La concejalía de Patrimonio acomete trabajos de mantenimiento del mosaico Nitrato de Chile de Santa Cruz de La Palma

El Ayuntamiento de Santa Cruz de La Palma, a través de la concejalía de Patrimonio que dirige Manuel Garrido, ha llevado a cabo trabajos de mantenimiento del mosaico vidriado Nitrato de Chile, uno de los elementos icónicos del acervo cultural capitalino. 

Tras la restauración acometida en 2020, las labores ejecutadas en esta última actuación han consistido en retocar y fijar algunos de los colores más afectados ante la exposición continua a los factores atmosféricos, como es el caso del amarillo, uno de los predominantes en la gama cromática de esta pieza publicitaria que un emblema de la ciudad y con la que se identifican las vecinas y vecinos del municipio. 

La empresa In Situ, responsable de su primera restauración, ha sido la encargada de realizar este mantenimiento para que esta pieza pueda lucir adecuadamente, de forma que en esta actuación ha realizado una limpieza general del mosaico, ya que presentaba acúmulos de ceniza entre las juntas de los azulejos, así como la reparación de una pequeña grieta en uno de sus azulejos. 

El edil de Patrimonio, Artesanía y Cementerio, Manuel Garrido, señala que con “estos trabajos son fruto del compromiso del actual equipo de gobierno por conservar los bienes muebles de Santa Cruz de La Palma, especialmente en aquellos que por sus diferentes características requieren de un mantenimiento continuo”. 

En esta línea, el área de Patrimonio se encuentra trabajando en futuras actuaciones en otros espacios de la ciudad y bienes en aras de preservar su estado de cara al futuro y minimizar el efecto de agentes externos. 

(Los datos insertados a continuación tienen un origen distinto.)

//! Wrapping a packed device-independent bitmap (`CF_DIB`) into a BMP file.

const FILE_HEADER_LEN: u32 = 14;
const BI_BITFIELDS: u32 = 3;

fn read_u16(data: &[u8], at: usize) -> Option<u16> {
    data.get(at..at + 2)
        .map(|b| u16::from_le_bytes([b[0], b[1]]))
}

fn read_u32(data: &[u8], at: usize) -> Option<u32> {
    data.get(at..at + 4)
        .map(|b| u32::from_le_bytes([b[0], b[1], b[2], b[3]]))
}

/// Prepend a `BITMAPFILEHEADER` to a packed DIB.
///
/// The pixel data offset accounts for the info header, the optional
/// bit-field masks and the color table.
pub fn dib_to_bmp(dib: &[u8]) -> Result<Vec<u8>, String> {
    let header_len = read_u32(dib, 0).ok_or("bitmap header is truncated")?;
    if header_len < 12 || header_len as usize > dib.len() {
        return Err(format!("invalid bitmap header size {header_len}"));
    }

    let palette_len = if header_len == 12 {
        // BITMAPCOREHEADER: RGBTRIPLE palette, no compression field
        let bit_count = read_u16(dib, 10).ok_or("bitmap header is truncated")?;
        if bit_count <= 8 {
            3 * (1u32 << bit_count)
        } else {
            0
        }
    } else {
        let bit_count = read_u16(dib, 14).ok_or("bitmap header is truncated")?;
        let compression = read_u32(dib, 16).ok_or("bitmap header is truncated")?;
        let colors_used = read_u32(dib, 32).unwrap_or(0);
        let masks = if compression == BI_BITFIELDS && header_len == 40 {
            12
        } else {
            0
        };
        let colors = if colors_used > 0 {
            colors_used
        } else if bit_count <= 8 {
            1u32 << bit_count
        } else {
            0
        };
        masks + 4 * colors
    };

    let pixel_offset = FILE_HEADER_LEN + header_len + palette_len;
    let file_len = FILE_HEADER_LEN as usize + dib.len();
    let file_len = u32::try_from(file_len).map_err(|_| "bitmap is too large".to_string())?;

    let mut out = Vec::with_capacity(file_len as usize);
    out.extend_from_slice(b"BM");
    out.extend_from_slice(&file_len.to_le_bytes());
    out.extend_from_slice(&[0; 4]);
    out.extend_from_slice(&pixel_offset.to_le_bytes());
    out.extend_from_slice(dib);
    Ok(out)
}
//! Relative reference shifting for shared formulas
//!
//! A shared formula is stored once on its anchor cell; every other cell in
//! the group carries only the group index. On load each member gets its own
//! formula text with the relative references moved by its offset from the
//! anchor, so cells can be edited independently afterwards.

use once_cell::sync::Lazy;
use regex::Regex;
use sheetlink_core::{column_name, column_number, MAX_ROWS};

static CELL_REF: Lazy<Regex> = Lazy::new(|| {
    Regex::new(r"(\$?)([A-Za-z]{1,3})(\$?)([0-9]{1,7})").expect("cell reference pattern must compile")
});

/// Move every relative reference in `formula` by `rows`/`cols`
///
/// `$`-anchored parts stay put; text inside string literals and quoted
/// sheet names is left alone. References pushed off the grid become `#REF!`.
pub fn shift_formula(formula: &str, rows: i64, cols: i64) -> String {
    if rows == 0 && cols == 0 {
        return formula.to_string();
    }
    let mut out = String::with_capacity(formula.len() + 8);
    let mut quote: Option<char> = None;
    let mut segment_start = 0;

    for (i, ch) in formula.char_indices() {
        match quote {
            Some(q) if ch == q => {
                out.push_str(&formula[segment_start..=i]);
                segment_start = i + 1;
                quote = None;
            }
            Some(_) => {}
            None if ch == '"' || ch == '\'' => {
                out.push_str(&shift_segment(&formula[segment_start..i], rows, cols));
                segment_start = i;
                quote = Some(ch);
            }
            None => {}
        }
    }
    let rest = &formula[segment_start..];
    if quote.is_some() {
        out.push_str(rest);
    } else {
        out.push_str(&shift_segment(rest, rows, cols));
    }
    out
}

fn is_name_byte(b: u8) -> bool {
    b.is_ascii_alphanumeric() || b == b'_' || b == b'.'
}

fn shift_segment(text: &str, rows: i64, cols: i64) -> String {
    let bytes = text.as_bytes();
    let mut out = String::with_capacity(text.len());
    let mut last = 0;

    for caps in CELL_REF.captures_iter(text) {
        let Some(whole) = caps.get(0) else { continue };
        let (start, end) = (whole.start(), whole.end());
        if start > 0 && (is_name_byte(bytes[start - 1]) || bytes[start - 1] == b'$') {
            continue;
        }
        if end < bytes.len() && (is_name_byte(bytes[end]) || bytes[end] == b'(') {
            continue;
        }
        let Ok(col) = column_number(&caps[2]) else { continue };
        let Ok(row) = caps[4].parse::<i64>() else { continue };

        let col_fixed = !caps[1].is_empty();
        let row_fixed = !caps[3].is_empty();
        let new_col = if col_fixed { col as i64 } else { col as i64 + cols };
        let new_row = if row_fixed { row } else { row + rows };

        out.push_str(&text[last..start]);
        match (u32::try_from(new_col).ok().map(column_name), new_row) {
            (Some(Ok(letters)), r) if (1..=MAX_ROWS as i64).contains(&r) => {
                out.push_str(&caps[1]);
                out.push_str(&letters);
                out.push_str(&caps[3]);
                out.push_str(&r.to_string());
            }
            _ => out.push_str("#REF!"),
        }
        last = end;
    }
    out.push_str(&text[last..]);
    out
}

Nitrato de Chile, un emblema comercial icono de Santa Cruz de La Palma 

La fachada sur de la casa Cabrera Gutiérrez (calle O’Daly, 54) aparece decorada con un cartel publicitario en cerámica vidriada y policromada del abono ‘Nitrato de Chile’, convertido en emblema comercial de la calle O’Daly. 

El mosaico realizado en cerámica vidriada está compuesto por un total de 270 unidades de azulejo, con una superficie de 10,80 metros cuadrados. La obra es una pieza maestra del diseño Art Deco, creada hacia 1929 por el entonces joven estudiante de arquitectura Adolfo López-Durán Lozano, posteriormente catedrático de Dibujo de Formas de la Escuela Superior de Arquitectura madrileña.